Danni all’alimentazione elettrica nei pressi del capoluogo emiliano
ROMA - Due tondini di ferro piegati a forma di gancio e attaccati a un filo di nylon, fatti arrivare - non si sa come - sui cavi dell’alimentazione della linea ferroviaria, uno per ciascun binario. Un sabotaggio, in stile anarco-insurrezionalista che, ieri mattina alle 6,30, ha rischiato di mandare in tilt l’alta velocità ferroviaria, nei pressi delle stazioni di Ponte Samoggia e Anzola Emilia, in provincia di Bologna al confine col Modenese. I due ganci, realizzati in modo molto artigianale, erano collegati a un filo molto resistente, tipo lenza da pesca, ed erano stati collocati sulle linee aeree, sia del binario pari che di quello dispari. Il probabile obiettivo era quello di danneggiare la linea con l'arrivo dei treni e mettere così ko la Tav in entrambe le direzioni. E, infatti, poteva andare molto peggio. Il danno è stato tutto sommato ridotto: danneggiato il pantografo di un Frecciarossa che da Milano era diretto a Bologna, ma era fuori servizio e, quindi, senza passeggeri a bordo. Inoltre il treno disponeva di un secondo pantografo e ha potuto così continuare la sua corsa. Subito dopo, però, sono cominciati i ritardi: tra i 10 e i 20 minuti per una trentina di treni che sono stati costretti a viaggiare su un solo binario. E alle 12,30 è stata riattivata la circolazione dell’Altà velocità anche su quel binario.
Le Ferrovie dello Stato hanno voluto precisare che «la manomissione alla linea di alimentazione elettrica non ha mai comportato problemi alla sicurezza della circolazione ferroviaria». L'unica conseguenza «è stata la sospensione della circolazione dovuta all'indisponibilità dell'infrastruttura per il danneggiamento della linea elettrica».

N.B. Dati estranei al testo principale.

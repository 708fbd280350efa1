#![warn(clippy::all, clippy::pedantic)]
#![allow(
    // Playfield coordinates are small and non-negative once clipped to the view
    clippy::cast_possible_truncation,
    clippy::cast_sign_loss,
    clippy::cast_precision_loss
)]

use ratatui::{
    prelude::*,
    widgets::{Block, Borders, Clear, Paragraph, Wrap},
};

use crate::app::App;
use crate::components::{Particle, Pointer, ScreenShake, Target};
use crate::game::{Playfield, URGENT_TIME};
use crate::menu::MenuRenderer;
use crate::menu_types::{GameOverOption, Screen};
use crate::session::{Session, SessionState};
use crate::settings::SettingsStore;
use crate::store::TargetStore;

// Smallest terminal the shooting range can be played in
pub const MIN_WIDTH: u16 = 40;
pub const MIN_HEIGHT: u16 = 16;

const SAND: Color = Color::Rgb(222, 184, 135);

pub fn render(f: &mut Frame, app: &mut App) {
    match app.menu.screen {
        Screen::MainMenu | Screen::Settings => {
            let records = app.world.resource::<Session>().state();
            let settings = app.world.resource::<SettingsStore>().get();
            MenuRenderer::render_menu(f, &app.menu, &app.menu_renderer, records, &settings);
        }
        Screen::Playing => render_game(f, app),
        Screen::GameOver => {
            let state = app.world.resource::<Session>().state();
            render_game_over(f, state, app.menu.game_over_selected);
        }
    }
}

/// `m:ss`
#[must_use]
pub fn format_time(seconds: u32) -> String {
    format!("{}:{:02}", seconds / 60, seconds % 60)
}

/// Maps a terminal cell inside `area` to the playfield point at the cell's
/// center.
#[must_use]
pub fn cell_to_playfield(area: Rect, bounds: &Playfield, col: u16, row: u16) -> Option<(f32, f32)> {
    if area.width == 0 || area.height == 0 || !area.contains(Position::new(col, row)) {
        return None;
    }
    let x = (f32::from(col - area.x) + 0.5) * bounds.width / f32::from(area.width);
    let y = (f32::from(row - area.y) + 0.5) * bounds.height / f32::from(area.height);
    Some((x, y))
}

/// The terminal cell showing playfield point (`x`, `y`), if it is visible.
#[must_use]
pub fn playfield_to_cell(area: Rect, bounds: &Playfield, x: f32, y: f32) -> Option<(u16, u16)> {
    if x < 0.0 || y < 0.0 || x >= bounds.width || y >= bounds.height {
        return None;
    }
    let col = (x / bounds.width * f32::from(area.width)) as u16;
    let row = (y / bounds.height * f32::from(area.height)) as u16;
    if col >= area.width || row >= area.height {
        return None;
    }
    Some((area.x + col, area.y + row))
}

fn render_too_small(f: &mut Frame) {
    let warning_text = Paragraph::new(
        "Terminal too small!\nPlease resize your terminal\nto continue playing.",
    )
    .alignment(Alignment::Center)
    .block(
        Block::default()
            .borders(Borders::ALL)
            .title("Showdown - Paused"),
    );
    f.render_widget(warning_text, f.area());
}

fn render_game(f: &mut Frame, app: &mut App) {
    if f.area().width < MIN_WIDTH || f.area().height < MIN_HEIGHT {
        app.playfield_area = None;
        render_too_small(f);
        return;
    }

    // Get screen shake offset if active
    let (shake_x, shake_y) = app.world.resource::<ScreenShake>().current_offset;
    let original_area = f.area();
    let shake_area = Rect {
        x: original_area.x.saturating_add_signed(shake_x),
        y: original_area.y.saturating_add_signed(shake_y),
        width: original_area.width,
        height: original_area.height,
    }
    .intersection(original_area);

    let layout = Layout::default()
        .direction(Direction::Vertical)
        .constraints([
            Constraint::Length(3), // HUD
            Constraint::Min(8),    // Playfield
            Constraint::Length(1), // Controls
        ])
        .split(shake_area);

    let state = app.world.resource::<Session>().state().clone();
    render_hud(f, &state, layout[0]);

    let block = Block::default()
        .borders(Borders::ALL)
        .border_style(Style::default().fg(SAND));
    let inner = block.inner(layout[1]);
    f.render_widget(block, layout[1]);
    app.playfield_area = Some(inner);

    let bounds = *app.world.resource::<Playfield>();
    render_targets(f, app.world.resource::<TargetStore>(), &bounds, inner);
    render_particles(f, app, &bounds, inner);

    let style = app.world.resource::<SettingsStore>().get().crosshair_style;
    if let Some((col, row)) = app.world.resource::<Pointer>().cell {
        if inner.contains(Position::new(col, row)) {
            if let Some(cell) = f.buffer_mut().cell_mut((col, row)) {
                cell.set_symbol(style.glyph())
                    .set_fg(Color::LightRed)
                    .set_style(Style::default().add_modifier(Modifier::BOLD));
            }
        }
    }

    let controls = Paragraph::new("Click: shoot   P/Space: pause   Esc: menu   Q: quit")
        .style(Style::default().fg(Color::DarkGray))
        .alignment(Alignment::Center);
    f.render_widget(controls, layout[2]);

    if state.is_paused() {
        render_pause_overlay(f, inner);
    }
}

fn render_hud(f: &mut Frame, state: &SessionState, area: Rect) {
    let time = state.time_remaining();
    let timer_style = if time <= URGENT_TIME {
        Style::default()
            .fg(Color::LightRed)
            .add_modifier(Modifier::BOLD | Modifier::SLOW_BLINK)
    } else {
        Style::default().fg(Color::White)
    };

    let combo_color = match state.combo() {
        0 | 1 => Color::White,
        2..=3 => Color::LightGreen,
        4..=5 => Color::LightCyan,
        _ => Color::LightMagenta,
    };

    let difficulty_color = match state.difficulty() {
        crate::game::Difficulty::Easy => Color::Green,
        crate::game::Difficulty::Medium => Color::Yellow,
        crate::game::Difficulty::Hard => Color::Red,
    };

    let label = Style::default().fg(SAND);
    let line = Line::from(vec![
        Span::styled("SCORE ", label),
        Span::styled(
            state.score().to_string(),
            Style::default().add_modifier(Modifier::BOLD),
        ),
        Span::raw("   "),
        Span::styled("COMBO ", label),
        Span::styled(format!("x{}", state.combo()), Style::default().fg(combo_color)),
        Span::raw("   "),
        Span::styled("ACC ", label),
        Span::raw(format!("{}%", state.accuracy())),
        Span::raw("   "),
        Span::styled("TIME ", label),
        Span::styled(format_time(time), timer_style),
        Span::raw("   "),
        Span::styled(
            format!(" {} ", state.difficulty().as_str().to_uppercase()),
            Style::default().fg(Color::Black).bg(difficulty_color),
        ),
        Span::raw("   "),
        Span::styled("BEST ", label),
        Span::raw(state.high_score().to_string()),
    ]);

    let hud = Paragraph::new(line)
        .alignment(Alignment::Center)
        .block(
            Block::default()
                .borders(Borders::ALL)
                .title(" SHOWDOWN ")
                .border_style(Style::default().fg(SAND)),
        );
    f.render_widget(hud, area);
}

/// Fills every cell whose center lies inside a target's hit box, and puts
/// the target's glyph on the cell under its center.
fn render_targets(f: &mut Frame, store: &TargetStore, bounds: &Playfield, area: Rect) {
    if area.width == 0 || area.height == 0 {
        return;
    }
    let buffer = f.buffer_mut();

    for target in store.iter() {
        let (fill, color) = if target.is_hit {
            ("✶", Color::Yellow)
        } else {
            ("▒", target.kind.get_color())
        };

        for (col, row) in covered_cells(target, bounds, area) {
            if let Some(cell) = buffer.cell_mut((col, row)) {
                cell.set_symbol(fill).set_fg(color);
            }
        }

        let (cx, cy) = target.center();
        if let Some((col, row)) = playfield_to_cell(area, bounds, cx, cy) {
            let glyph = if target.is_hit { "✸" } else { target.kind.glyph() };
            if let Some(cell) = buffer.cell_mut((col, row)) {
                cell.set_symbol(glyph)
                    .set_fg(color)
                    .set_style(Style::default().add_modifier(Modifier::BOLD));
            }
        }
    }
}

fn covered_cells(target: &Target, bounds: &Playfield, area: Rect) -> Vec<(u16, u16)> {
    let col_width = bounds.width / f32::from(area.width);
    let row_height = bounds.height / f32::from(area.height);
    let size = crate::game::TARGET_SIZE;

    let first_col = (target.x / col_width).floor().max(0.0) as u16;
    let last_col = ((target.x + size) / col_width).ceil().max(0.0) as u16;
    let first_row = (target.y / row_height).floor().max(0.0) as u16;
    let last_row = ((target.y + size) / row_height).ceil().max(0.0) as u16;

    let mut cells = Vec::new();
    for col in first_col..last_col.min(area.width) {
        for row in first_row..last_row.min(area.height) {
            let x = (f32::from(col) + 0.5) * col_width;
            let y = (f32::from(row) + 0.5) * row_height;
            if target.contains(x, y) {
                cells.push((area.x + col, area.y + row));
            }
        }
    }
    cells
}

fn render_particles(f: &mut Frame, app: &mut App, bounds: &Playfield, area: Rect) {
    let particles: Vec<Particle> = app
        .world
        .query::<&Particle>()
        .iter(&app.world)
        .cloned()
        .collect();

    let buffer = f.buffer_mut();
    for particle in particles {
        let Some((col, row)) =
            playfield_to_cell(area, bounds, particle.position.x, particle.position.y)
        else {
            continue;
        };

        // Different particle size based on the size attribute
        let symbol = if particle.size > 0.7 {
            "*"
        } else if particle.size > 0.4 {
            "+"
        } else {
            "·"
        };

        if let Some(cell) = buffer.cell_mut((col, row)) {
            cell.set_symbol(symbol).set_fg(particle.color);
        }
    }
}

fn render_pause_overlay(f: &mut Frame, area: Rect) {
    let overlay_area = crate::menu::renderer::centered_rect(36, 5, area);
    let text = Text::from(vec![
        Line::from(Span::styled(
            "PAUSED",
            Style::default()
                .fg(Color::Yellow)
                .add_modifier(Modifier::BOLD),
        )),
        Line::default(),
        Line::from("P/Space: resume   Esc: menu"),
    ]);
    f.render_widget(Clear, overlay_area);
    f.render_widget(
        Paragraph::new(text)
            .alignment(Alignment::Center)
            .block(Block::default().borders(Borders::ALL)),
        overlay_area,
    );
}

fn render_game_over(f: &mut Frame, state: &SessionState, selected: GameOverOption) {
    let area = crate::menu::renderer::centered_rect(44, 18, f.area());

    let mut lines = vec![
        Line::from(Span::styled(
            "GAME OVER",
            Style::default().fg(Color::Red).add_modifier(Modifier::BOLD),
        )),
        Line::default(),
    ];

    if state.is_new_high_score() {
        lines.push(Line::from(Span::styled(
            "NEW HIGH SCORE!",
            Style::default()
                .fg(Color::Yellow)
                .add_modifier(Modifier::BOLD | Modifier::SLOW_BLINK),
        )));
    }

    lines.push(Line::from(format!("Final Score: {}", state.score())));
    lines.push(Line::from(format!("Accuracy: {}%", state.accuracy())));
    lines.push(Line::from(Span::styled(
        state.performance().message(),
        Style::default().fg(SAND),
    )));
    lines.push(Line::default());
    lines.push(Line::from(format!(
        "Hits: {}   Misses: {}   Shots: {}",
        state.shots_hit(),
        state.misses(),
        state.shots_fired()
    )));
    lines.push(Line::from(format!("Difficulty: {}", state.difficulty())));
    lines.push(Line::default());

    for option in GameOverOption::ALL {
        let label = match option {
            GameOverOption::PlayAgain => "Play Again",
            GameOverOption::MainMenu => "Main Menu",
        };
        let style = if option == selected {
            Style::default().add_modifier(Modifier::REVERSED)
        } else {
            Style::default()
        };
        lines.push(Line::from(Span::styled(label, style)));
    }

    let paragraph = Paragraph::new(Text::from(lines))
        .alignment(Alignment::Center)
        .wrap(Wrap { trim: true })
        .block(
            Block::default()
                .borders(Borders::ALL)
                .border_style(Style::default().fg(SAND)),
        );
    f.render_widget(paragraph, area);
}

L’episodio, però, ha fatto scattare l’allarme. Ed è stata subito convocata una riunione di coordinamento negli uffici della prefettura di Bologna, durante la quale si è deciso di intensificare i controlli e i dispositivi di sicurezza lungo le linee ferroviarie. Sul luogo del sabotaggio sono arrivati tecnici delle Ferrovie, forze dell’ordine e il pm Augusto Borghini. Il magistrato ha aperto un fascicolo, in cui sono confluite anche le foto della Polizia scientifica, ma l’ipotesi di reato non è stata ancora formalizzata. In passato, per situazioni analoghe, erano state aperte inchieste per attentato alla sicurezza dei trasporti con l'aggravante della finalità di eversione. Quello che appare certa, comunque, è la matrice anarco-insurrezionalista. E c’è un particolare che farebbe di questo sabotaggio un attentato annunciato: già il 30 giugno scorso sul sito www.informa-azione.info, alle quattro del mattino, era stata pubblicata una mail anonima che dava l’attentato come avvenuto proprio nello stesso tratto bloccato ieri. «Piazzati due ganci su linea Tav Roma-Milano e viceversa - è scritto - Libertà per i no tav libere/i tutte/i». L’avvertimento, però, sembra essere caduto nel vuoto, nonostante il continuo monitoraggio che le forze dell’ordine fanno sui siti considerati sensibili. È cosa nota, infatti, che l'alta velocità sia un obiettivo privilegiato dagli insurrezionalisti e i ganci sono stati utilizzati varie volte in passato per sabotare le linee ferroviarie.
I due uncini repertati ieri dagli investigatori sono stati ricavati da tondini di ferro come quelli utilizzati per fare il cemento armato. Poi sono stati legati al filo di nylon molto resistente. Quindi il lancio sulle linee aeree. Uno, sulla linea pari, l'altro sulla linea dispari. L'obiettivo era il blocco totale.